Problem details - Every line below from the one containing "pub fn new(entries: Vec<ReferenceEntry>)" through the one containing "if let Some(j)" must be transcribed exactly. Omit all lines outside that stretch.
Segment Start: Dataset content
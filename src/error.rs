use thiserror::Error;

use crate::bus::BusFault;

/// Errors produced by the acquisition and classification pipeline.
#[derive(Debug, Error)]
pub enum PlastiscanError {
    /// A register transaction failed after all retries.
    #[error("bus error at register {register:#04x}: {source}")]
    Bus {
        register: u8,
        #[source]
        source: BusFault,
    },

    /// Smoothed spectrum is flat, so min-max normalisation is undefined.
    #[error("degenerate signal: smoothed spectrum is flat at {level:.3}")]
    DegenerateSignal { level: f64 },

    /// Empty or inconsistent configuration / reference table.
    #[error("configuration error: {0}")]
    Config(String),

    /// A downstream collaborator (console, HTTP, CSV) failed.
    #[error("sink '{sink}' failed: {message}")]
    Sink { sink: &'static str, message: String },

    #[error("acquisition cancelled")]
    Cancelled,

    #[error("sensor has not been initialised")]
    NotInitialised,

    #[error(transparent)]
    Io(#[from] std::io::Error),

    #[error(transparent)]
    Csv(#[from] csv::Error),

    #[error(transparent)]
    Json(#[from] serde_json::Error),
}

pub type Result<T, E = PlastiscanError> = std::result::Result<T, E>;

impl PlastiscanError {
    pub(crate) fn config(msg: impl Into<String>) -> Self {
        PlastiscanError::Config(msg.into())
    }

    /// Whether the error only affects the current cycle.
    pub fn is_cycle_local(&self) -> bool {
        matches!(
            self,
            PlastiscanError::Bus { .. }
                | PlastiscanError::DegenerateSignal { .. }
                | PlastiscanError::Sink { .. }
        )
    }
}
Segment End: Dataset content
Segment Start: Dataset content
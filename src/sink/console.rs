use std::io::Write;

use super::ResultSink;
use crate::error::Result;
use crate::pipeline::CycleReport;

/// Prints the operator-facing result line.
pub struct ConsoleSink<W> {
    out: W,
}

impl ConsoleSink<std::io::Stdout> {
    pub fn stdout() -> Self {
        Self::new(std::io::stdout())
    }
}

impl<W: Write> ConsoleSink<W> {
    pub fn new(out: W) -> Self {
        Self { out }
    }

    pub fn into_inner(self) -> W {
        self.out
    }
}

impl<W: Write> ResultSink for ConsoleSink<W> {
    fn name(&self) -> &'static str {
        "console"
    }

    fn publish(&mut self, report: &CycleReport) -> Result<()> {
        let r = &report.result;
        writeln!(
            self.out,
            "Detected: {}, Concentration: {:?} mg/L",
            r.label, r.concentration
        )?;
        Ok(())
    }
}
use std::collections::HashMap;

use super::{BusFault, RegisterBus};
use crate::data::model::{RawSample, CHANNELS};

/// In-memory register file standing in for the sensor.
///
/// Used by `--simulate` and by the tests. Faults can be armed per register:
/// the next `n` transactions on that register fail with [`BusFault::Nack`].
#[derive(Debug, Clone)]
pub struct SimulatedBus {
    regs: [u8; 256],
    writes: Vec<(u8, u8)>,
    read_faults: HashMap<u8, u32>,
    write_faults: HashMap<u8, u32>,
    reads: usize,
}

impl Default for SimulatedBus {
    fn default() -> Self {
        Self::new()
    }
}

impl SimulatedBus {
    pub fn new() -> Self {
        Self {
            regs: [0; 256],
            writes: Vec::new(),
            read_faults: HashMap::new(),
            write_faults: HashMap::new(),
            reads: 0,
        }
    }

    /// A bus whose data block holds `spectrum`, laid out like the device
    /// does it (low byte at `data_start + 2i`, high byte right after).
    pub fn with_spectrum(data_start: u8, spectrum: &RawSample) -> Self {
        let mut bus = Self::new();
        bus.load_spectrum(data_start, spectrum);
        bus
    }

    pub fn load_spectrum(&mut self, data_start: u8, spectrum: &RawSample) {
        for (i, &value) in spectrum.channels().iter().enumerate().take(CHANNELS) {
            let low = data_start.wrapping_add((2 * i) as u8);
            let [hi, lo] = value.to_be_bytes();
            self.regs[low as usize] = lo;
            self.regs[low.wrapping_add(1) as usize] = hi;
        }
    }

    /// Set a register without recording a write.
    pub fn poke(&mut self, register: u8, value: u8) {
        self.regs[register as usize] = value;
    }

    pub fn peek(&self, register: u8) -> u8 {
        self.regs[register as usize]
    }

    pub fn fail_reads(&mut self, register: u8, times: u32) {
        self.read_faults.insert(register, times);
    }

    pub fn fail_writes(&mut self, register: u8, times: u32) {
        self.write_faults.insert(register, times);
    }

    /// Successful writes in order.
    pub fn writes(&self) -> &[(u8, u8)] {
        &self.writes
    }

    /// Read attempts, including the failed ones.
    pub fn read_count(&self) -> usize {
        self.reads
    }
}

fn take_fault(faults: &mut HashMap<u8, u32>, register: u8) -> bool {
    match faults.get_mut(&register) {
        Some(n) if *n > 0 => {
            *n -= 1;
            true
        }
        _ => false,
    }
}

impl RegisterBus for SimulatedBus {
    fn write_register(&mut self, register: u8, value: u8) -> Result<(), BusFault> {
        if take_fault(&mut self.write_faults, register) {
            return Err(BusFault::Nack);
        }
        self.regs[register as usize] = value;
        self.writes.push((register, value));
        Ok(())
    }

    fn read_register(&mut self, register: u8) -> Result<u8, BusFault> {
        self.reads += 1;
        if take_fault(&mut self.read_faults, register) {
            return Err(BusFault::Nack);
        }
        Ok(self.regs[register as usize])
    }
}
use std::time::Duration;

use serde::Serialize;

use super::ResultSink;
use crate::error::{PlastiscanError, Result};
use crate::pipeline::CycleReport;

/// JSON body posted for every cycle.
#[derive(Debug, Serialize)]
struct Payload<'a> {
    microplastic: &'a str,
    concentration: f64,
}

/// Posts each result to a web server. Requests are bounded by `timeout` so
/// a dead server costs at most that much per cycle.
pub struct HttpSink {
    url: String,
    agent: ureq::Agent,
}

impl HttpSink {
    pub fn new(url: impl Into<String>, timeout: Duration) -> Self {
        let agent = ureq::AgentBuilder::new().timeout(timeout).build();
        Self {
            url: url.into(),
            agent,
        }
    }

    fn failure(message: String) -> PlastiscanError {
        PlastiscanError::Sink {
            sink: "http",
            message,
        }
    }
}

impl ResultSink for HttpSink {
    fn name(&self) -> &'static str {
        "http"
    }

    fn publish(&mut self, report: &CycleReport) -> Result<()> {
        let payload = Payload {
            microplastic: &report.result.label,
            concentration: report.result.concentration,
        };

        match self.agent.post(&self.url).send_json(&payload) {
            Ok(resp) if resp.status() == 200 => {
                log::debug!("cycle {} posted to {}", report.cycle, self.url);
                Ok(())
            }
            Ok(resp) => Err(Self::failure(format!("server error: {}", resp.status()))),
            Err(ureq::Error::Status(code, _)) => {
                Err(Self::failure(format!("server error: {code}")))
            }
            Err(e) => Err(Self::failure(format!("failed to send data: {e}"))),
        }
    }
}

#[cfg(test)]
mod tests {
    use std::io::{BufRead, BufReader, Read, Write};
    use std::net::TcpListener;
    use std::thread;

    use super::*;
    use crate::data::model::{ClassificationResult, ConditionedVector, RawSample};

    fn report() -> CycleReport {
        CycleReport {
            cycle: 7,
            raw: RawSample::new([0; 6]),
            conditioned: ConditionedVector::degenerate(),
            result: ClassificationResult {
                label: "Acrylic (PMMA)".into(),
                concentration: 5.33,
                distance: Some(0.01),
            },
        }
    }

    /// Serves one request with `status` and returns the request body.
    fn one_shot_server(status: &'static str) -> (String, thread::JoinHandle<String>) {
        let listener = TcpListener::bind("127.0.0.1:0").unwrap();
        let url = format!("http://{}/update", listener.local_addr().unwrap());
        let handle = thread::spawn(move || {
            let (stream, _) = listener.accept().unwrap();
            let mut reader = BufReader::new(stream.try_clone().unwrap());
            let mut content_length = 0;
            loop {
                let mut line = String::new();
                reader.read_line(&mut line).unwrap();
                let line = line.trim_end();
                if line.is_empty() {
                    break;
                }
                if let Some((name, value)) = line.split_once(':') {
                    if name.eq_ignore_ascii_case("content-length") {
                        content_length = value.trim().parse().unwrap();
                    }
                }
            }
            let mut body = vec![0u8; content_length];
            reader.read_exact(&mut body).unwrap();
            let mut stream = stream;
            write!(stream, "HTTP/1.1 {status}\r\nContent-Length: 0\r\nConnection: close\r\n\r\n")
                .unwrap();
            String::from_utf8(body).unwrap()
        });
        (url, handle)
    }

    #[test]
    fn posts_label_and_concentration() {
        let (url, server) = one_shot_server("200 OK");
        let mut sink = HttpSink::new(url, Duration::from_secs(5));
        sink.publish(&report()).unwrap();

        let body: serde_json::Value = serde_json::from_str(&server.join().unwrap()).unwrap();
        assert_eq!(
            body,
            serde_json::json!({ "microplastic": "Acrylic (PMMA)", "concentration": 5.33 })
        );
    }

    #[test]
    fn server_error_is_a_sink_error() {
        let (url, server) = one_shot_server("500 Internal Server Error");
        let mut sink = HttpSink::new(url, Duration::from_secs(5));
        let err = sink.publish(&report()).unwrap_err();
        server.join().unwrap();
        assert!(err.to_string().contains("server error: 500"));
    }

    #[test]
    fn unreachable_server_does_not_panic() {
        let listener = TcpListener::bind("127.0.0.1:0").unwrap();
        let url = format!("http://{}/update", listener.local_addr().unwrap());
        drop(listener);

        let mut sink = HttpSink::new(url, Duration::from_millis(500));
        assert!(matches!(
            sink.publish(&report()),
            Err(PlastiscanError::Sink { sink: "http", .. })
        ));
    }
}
Segment End: Dataset content
Segment Start: Dataset content
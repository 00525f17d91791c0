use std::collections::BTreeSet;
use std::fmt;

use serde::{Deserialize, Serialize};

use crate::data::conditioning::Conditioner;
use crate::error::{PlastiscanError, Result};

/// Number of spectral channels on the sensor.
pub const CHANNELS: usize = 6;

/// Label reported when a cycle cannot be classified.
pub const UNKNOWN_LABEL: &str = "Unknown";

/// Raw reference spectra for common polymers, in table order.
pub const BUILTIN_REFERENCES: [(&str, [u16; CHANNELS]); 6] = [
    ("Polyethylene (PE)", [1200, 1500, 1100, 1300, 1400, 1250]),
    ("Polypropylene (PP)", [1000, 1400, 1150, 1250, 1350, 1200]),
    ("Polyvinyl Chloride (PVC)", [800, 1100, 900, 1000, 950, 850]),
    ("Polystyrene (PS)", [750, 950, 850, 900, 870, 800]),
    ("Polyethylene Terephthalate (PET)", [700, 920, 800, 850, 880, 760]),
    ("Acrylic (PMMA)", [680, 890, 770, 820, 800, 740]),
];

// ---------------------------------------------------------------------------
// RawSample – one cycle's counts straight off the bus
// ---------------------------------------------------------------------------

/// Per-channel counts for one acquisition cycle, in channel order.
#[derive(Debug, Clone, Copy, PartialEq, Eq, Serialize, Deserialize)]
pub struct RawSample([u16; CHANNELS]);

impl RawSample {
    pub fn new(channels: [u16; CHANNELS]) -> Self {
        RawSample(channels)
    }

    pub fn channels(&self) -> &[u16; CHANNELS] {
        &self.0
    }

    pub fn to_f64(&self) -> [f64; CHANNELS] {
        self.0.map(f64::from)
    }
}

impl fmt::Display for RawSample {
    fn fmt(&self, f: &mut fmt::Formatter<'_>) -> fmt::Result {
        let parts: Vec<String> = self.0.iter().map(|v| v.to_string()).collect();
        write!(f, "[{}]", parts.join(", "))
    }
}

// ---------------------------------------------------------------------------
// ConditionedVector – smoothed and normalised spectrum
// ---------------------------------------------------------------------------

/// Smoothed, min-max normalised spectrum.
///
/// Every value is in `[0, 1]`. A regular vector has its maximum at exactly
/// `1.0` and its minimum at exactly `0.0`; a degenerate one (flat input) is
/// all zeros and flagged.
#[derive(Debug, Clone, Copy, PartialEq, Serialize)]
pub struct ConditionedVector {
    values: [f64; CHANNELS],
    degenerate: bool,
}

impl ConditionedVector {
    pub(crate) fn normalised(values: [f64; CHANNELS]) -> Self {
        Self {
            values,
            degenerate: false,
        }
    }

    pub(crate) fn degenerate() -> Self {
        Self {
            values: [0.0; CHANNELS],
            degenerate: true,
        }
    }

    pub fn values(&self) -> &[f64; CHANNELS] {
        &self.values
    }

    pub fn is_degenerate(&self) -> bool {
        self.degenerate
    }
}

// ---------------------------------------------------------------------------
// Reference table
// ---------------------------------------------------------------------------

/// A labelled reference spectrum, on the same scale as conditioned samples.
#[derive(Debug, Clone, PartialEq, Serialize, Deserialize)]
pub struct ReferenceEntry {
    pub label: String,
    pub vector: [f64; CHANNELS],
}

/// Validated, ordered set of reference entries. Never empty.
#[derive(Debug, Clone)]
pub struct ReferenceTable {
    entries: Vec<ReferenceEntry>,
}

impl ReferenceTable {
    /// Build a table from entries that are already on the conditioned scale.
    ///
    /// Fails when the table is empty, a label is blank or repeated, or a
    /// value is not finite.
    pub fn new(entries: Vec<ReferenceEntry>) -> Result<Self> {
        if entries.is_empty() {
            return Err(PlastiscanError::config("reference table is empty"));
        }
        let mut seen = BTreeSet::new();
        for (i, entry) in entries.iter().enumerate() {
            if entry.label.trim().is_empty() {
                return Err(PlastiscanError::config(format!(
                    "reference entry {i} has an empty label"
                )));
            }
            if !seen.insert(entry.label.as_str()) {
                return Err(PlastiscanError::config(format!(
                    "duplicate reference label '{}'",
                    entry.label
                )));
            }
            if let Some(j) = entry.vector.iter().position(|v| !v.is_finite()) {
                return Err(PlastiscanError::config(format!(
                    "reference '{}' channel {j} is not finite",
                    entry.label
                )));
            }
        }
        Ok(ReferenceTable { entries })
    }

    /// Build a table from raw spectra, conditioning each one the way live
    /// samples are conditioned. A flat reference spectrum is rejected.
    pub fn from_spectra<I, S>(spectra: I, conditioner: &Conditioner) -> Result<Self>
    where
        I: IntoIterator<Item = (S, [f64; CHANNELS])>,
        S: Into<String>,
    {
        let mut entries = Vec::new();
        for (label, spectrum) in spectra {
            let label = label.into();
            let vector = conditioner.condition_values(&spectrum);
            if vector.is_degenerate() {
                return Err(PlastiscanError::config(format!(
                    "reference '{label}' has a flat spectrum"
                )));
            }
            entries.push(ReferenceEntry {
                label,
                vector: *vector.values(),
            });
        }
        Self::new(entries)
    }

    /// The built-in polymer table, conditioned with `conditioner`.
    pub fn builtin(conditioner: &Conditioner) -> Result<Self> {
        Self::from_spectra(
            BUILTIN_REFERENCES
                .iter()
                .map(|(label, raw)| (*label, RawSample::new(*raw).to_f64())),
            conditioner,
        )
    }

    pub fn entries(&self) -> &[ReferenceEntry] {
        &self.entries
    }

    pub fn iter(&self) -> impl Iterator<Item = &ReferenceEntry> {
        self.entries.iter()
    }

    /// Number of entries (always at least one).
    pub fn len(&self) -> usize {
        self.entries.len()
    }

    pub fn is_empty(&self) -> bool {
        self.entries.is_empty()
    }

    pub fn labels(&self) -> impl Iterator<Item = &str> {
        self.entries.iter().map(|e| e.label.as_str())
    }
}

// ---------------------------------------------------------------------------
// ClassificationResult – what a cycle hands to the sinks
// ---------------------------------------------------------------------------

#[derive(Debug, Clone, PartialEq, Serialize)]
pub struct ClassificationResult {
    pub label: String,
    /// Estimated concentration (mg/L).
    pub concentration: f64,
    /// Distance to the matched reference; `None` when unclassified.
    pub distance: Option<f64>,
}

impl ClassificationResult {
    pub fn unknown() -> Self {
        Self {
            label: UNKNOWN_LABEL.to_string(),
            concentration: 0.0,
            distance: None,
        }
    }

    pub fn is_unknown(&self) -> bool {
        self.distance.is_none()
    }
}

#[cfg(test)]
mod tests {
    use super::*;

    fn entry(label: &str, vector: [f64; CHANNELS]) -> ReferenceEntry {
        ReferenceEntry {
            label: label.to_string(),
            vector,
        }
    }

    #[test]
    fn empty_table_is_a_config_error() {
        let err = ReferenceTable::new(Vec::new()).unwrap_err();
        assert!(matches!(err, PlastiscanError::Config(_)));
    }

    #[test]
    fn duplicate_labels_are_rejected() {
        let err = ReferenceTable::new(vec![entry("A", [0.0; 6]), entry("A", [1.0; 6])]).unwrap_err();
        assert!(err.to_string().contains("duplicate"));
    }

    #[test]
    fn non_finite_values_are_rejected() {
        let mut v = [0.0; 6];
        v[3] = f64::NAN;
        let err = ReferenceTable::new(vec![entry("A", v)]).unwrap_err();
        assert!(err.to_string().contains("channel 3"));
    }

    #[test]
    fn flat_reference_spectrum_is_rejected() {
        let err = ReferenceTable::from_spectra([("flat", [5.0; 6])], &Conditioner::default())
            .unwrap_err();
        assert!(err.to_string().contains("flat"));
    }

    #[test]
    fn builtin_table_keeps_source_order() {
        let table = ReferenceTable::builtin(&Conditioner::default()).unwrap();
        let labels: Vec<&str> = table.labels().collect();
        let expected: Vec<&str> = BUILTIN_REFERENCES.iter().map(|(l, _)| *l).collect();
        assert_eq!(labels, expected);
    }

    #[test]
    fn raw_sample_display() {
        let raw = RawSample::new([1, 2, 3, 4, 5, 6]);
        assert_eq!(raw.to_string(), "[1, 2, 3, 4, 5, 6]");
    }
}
Segment End: Dataset content
Finished task -
    pub fn new(entries: Vec<ReferenceEntry>) -> Result<Self> {
        if entries.is_empty() {
            return Err(PlastiscanError::config("reference table is empty"));
        }
        let mut seen = BTreeSet::new();
        for (i, entry) in entries.iter().enumerate() {
            if entry.label.trim().is_empty() {
                return Err(PlastiscanError::config(format!(
                    "reference entry {i} has an empty label"
                )));
            }
            if !seen.insert(entry.label.as_str()) {
                return Err(PlastiscanError::config(format!(
                    "duplicate reference label '{}'",
                    entry.label
                )));
            }
            if let Some(j) = entry.vector.iter().position(|v| !v.is_finite()) {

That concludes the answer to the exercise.